• MATERIALS PROVIDED
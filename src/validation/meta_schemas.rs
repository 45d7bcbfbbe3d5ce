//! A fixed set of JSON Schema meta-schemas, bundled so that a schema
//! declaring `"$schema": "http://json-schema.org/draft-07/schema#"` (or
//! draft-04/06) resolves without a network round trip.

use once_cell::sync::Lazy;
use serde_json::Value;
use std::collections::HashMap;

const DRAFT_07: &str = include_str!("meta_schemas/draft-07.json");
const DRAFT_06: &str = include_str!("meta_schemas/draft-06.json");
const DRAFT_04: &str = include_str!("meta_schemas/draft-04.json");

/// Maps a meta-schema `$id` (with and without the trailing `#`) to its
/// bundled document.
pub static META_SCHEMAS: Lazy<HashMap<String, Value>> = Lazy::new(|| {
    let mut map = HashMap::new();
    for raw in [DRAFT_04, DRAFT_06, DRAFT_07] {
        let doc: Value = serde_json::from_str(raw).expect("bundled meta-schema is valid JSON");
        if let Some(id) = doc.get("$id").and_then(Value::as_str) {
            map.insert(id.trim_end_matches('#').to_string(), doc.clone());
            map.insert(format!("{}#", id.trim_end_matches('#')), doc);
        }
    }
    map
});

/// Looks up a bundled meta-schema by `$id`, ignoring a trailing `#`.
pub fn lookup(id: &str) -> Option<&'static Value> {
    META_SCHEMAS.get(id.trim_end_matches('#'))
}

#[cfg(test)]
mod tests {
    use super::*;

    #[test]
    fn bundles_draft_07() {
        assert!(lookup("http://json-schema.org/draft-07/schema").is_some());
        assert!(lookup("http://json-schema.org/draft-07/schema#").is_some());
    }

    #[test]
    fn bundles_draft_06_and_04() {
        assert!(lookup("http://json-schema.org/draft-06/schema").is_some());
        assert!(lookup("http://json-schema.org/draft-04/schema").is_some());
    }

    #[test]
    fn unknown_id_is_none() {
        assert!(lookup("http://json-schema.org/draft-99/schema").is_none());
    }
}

--

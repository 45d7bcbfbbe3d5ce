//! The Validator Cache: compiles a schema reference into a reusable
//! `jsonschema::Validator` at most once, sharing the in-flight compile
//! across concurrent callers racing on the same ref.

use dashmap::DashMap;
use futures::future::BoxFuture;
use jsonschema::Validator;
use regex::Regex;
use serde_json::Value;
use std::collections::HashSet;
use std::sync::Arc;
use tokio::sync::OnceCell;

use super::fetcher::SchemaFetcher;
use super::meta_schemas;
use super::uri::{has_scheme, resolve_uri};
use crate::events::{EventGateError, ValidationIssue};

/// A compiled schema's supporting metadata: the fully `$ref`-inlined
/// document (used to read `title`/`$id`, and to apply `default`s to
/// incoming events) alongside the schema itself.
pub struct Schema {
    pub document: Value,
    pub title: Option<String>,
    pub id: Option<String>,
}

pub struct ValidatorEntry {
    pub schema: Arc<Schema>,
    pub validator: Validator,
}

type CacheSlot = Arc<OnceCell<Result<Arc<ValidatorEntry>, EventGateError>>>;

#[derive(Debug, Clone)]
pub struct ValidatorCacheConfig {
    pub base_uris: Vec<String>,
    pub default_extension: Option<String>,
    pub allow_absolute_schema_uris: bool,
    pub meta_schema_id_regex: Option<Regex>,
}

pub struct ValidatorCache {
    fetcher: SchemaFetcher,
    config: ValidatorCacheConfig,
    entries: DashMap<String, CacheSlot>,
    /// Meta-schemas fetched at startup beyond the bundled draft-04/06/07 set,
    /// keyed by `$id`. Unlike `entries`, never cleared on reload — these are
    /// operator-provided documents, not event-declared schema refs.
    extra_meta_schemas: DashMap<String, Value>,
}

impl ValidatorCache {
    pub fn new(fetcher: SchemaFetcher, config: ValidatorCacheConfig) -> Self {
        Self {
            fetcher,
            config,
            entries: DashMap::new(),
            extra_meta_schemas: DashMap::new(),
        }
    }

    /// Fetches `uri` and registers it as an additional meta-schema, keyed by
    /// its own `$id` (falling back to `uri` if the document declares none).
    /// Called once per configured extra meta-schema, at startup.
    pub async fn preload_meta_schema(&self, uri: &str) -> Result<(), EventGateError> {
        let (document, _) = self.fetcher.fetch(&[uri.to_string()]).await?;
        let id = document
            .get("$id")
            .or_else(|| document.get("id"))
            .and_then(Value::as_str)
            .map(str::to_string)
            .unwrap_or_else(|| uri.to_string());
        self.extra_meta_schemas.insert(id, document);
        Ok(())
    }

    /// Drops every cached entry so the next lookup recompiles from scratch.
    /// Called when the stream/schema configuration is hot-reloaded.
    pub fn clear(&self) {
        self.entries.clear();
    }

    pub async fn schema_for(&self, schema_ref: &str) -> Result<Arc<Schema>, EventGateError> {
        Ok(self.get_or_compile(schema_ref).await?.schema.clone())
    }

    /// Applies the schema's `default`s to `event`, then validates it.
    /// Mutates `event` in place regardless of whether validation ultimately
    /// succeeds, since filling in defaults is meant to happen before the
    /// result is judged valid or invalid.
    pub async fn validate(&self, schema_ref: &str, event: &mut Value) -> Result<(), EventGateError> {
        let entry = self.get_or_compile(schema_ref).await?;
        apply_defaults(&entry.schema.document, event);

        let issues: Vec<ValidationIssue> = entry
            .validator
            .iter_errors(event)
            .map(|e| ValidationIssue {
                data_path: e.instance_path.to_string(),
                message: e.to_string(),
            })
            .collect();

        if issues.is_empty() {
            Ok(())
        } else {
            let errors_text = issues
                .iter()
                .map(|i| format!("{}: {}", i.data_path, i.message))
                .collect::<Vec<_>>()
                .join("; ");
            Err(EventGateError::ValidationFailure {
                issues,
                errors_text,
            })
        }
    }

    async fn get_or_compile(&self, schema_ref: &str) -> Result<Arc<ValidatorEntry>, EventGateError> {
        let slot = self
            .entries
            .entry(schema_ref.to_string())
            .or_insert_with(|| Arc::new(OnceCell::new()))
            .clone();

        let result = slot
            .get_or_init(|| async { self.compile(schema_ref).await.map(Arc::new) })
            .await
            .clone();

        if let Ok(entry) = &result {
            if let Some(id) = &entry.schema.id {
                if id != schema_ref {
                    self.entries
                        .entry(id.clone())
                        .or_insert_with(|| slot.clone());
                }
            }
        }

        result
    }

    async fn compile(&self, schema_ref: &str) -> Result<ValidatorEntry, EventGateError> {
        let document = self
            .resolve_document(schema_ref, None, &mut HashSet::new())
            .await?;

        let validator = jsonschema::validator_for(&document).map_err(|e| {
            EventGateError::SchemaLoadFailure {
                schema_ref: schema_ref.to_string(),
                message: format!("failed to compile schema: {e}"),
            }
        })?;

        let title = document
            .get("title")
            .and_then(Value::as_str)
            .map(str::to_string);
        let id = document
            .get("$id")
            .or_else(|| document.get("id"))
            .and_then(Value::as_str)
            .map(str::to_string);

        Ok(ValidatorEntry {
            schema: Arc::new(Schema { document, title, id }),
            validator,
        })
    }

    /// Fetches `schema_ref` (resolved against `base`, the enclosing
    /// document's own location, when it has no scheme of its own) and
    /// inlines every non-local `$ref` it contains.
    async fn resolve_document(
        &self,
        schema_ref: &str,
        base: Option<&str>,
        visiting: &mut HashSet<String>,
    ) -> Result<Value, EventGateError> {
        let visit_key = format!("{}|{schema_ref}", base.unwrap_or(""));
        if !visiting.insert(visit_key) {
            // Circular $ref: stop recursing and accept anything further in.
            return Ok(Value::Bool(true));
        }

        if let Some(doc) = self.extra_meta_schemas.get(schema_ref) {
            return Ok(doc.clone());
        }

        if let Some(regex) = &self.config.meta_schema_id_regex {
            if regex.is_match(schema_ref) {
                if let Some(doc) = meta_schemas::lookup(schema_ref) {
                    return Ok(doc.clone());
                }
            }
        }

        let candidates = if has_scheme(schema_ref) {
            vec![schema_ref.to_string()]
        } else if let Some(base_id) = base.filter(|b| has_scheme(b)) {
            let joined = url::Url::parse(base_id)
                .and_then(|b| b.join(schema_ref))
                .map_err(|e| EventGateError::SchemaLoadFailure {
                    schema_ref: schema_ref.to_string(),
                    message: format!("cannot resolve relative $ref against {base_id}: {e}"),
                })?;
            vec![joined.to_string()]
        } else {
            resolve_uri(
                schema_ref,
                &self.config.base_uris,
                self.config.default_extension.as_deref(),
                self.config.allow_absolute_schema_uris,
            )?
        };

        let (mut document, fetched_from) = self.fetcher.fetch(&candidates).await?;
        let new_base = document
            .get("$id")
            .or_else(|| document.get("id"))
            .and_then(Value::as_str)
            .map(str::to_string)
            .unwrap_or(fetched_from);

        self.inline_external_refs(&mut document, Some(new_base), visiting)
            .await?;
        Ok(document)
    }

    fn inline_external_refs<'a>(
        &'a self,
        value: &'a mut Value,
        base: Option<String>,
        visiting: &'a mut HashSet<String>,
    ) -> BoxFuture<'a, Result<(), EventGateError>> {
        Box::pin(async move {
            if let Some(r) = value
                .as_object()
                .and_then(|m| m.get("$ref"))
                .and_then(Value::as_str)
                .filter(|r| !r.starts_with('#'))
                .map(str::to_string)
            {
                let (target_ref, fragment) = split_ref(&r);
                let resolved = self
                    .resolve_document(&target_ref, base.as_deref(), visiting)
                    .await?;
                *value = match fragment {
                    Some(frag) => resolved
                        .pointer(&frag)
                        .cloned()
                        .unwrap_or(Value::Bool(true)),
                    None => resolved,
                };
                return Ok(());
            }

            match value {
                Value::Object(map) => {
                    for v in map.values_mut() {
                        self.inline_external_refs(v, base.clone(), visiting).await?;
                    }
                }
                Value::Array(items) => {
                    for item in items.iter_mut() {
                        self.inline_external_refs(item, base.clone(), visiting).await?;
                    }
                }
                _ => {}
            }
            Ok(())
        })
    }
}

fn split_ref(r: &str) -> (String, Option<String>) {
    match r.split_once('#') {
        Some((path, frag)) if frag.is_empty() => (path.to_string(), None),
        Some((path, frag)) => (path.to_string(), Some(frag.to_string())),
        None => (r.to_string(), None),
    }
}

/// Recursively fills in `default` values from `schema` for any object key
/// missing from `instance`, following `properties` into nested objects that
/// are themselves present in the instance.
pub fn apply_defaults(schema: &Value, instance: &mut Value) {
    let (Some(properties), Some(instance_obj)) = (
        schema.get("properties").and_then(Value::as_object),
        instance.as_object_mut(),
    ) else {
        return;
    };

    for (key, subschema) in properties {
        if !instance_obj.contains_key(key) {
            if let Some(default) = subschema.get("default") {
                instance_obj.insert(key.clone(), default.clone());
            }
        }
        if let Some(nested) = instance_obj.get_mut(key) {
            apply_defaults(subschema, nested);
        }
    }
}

• EXERCISE DETAILS
Within the records above, each line containing "items" is to be returned.

• ANSWER FOR THE TASK
                Value::Array(items) => {
                    for item in items.iter_mut() {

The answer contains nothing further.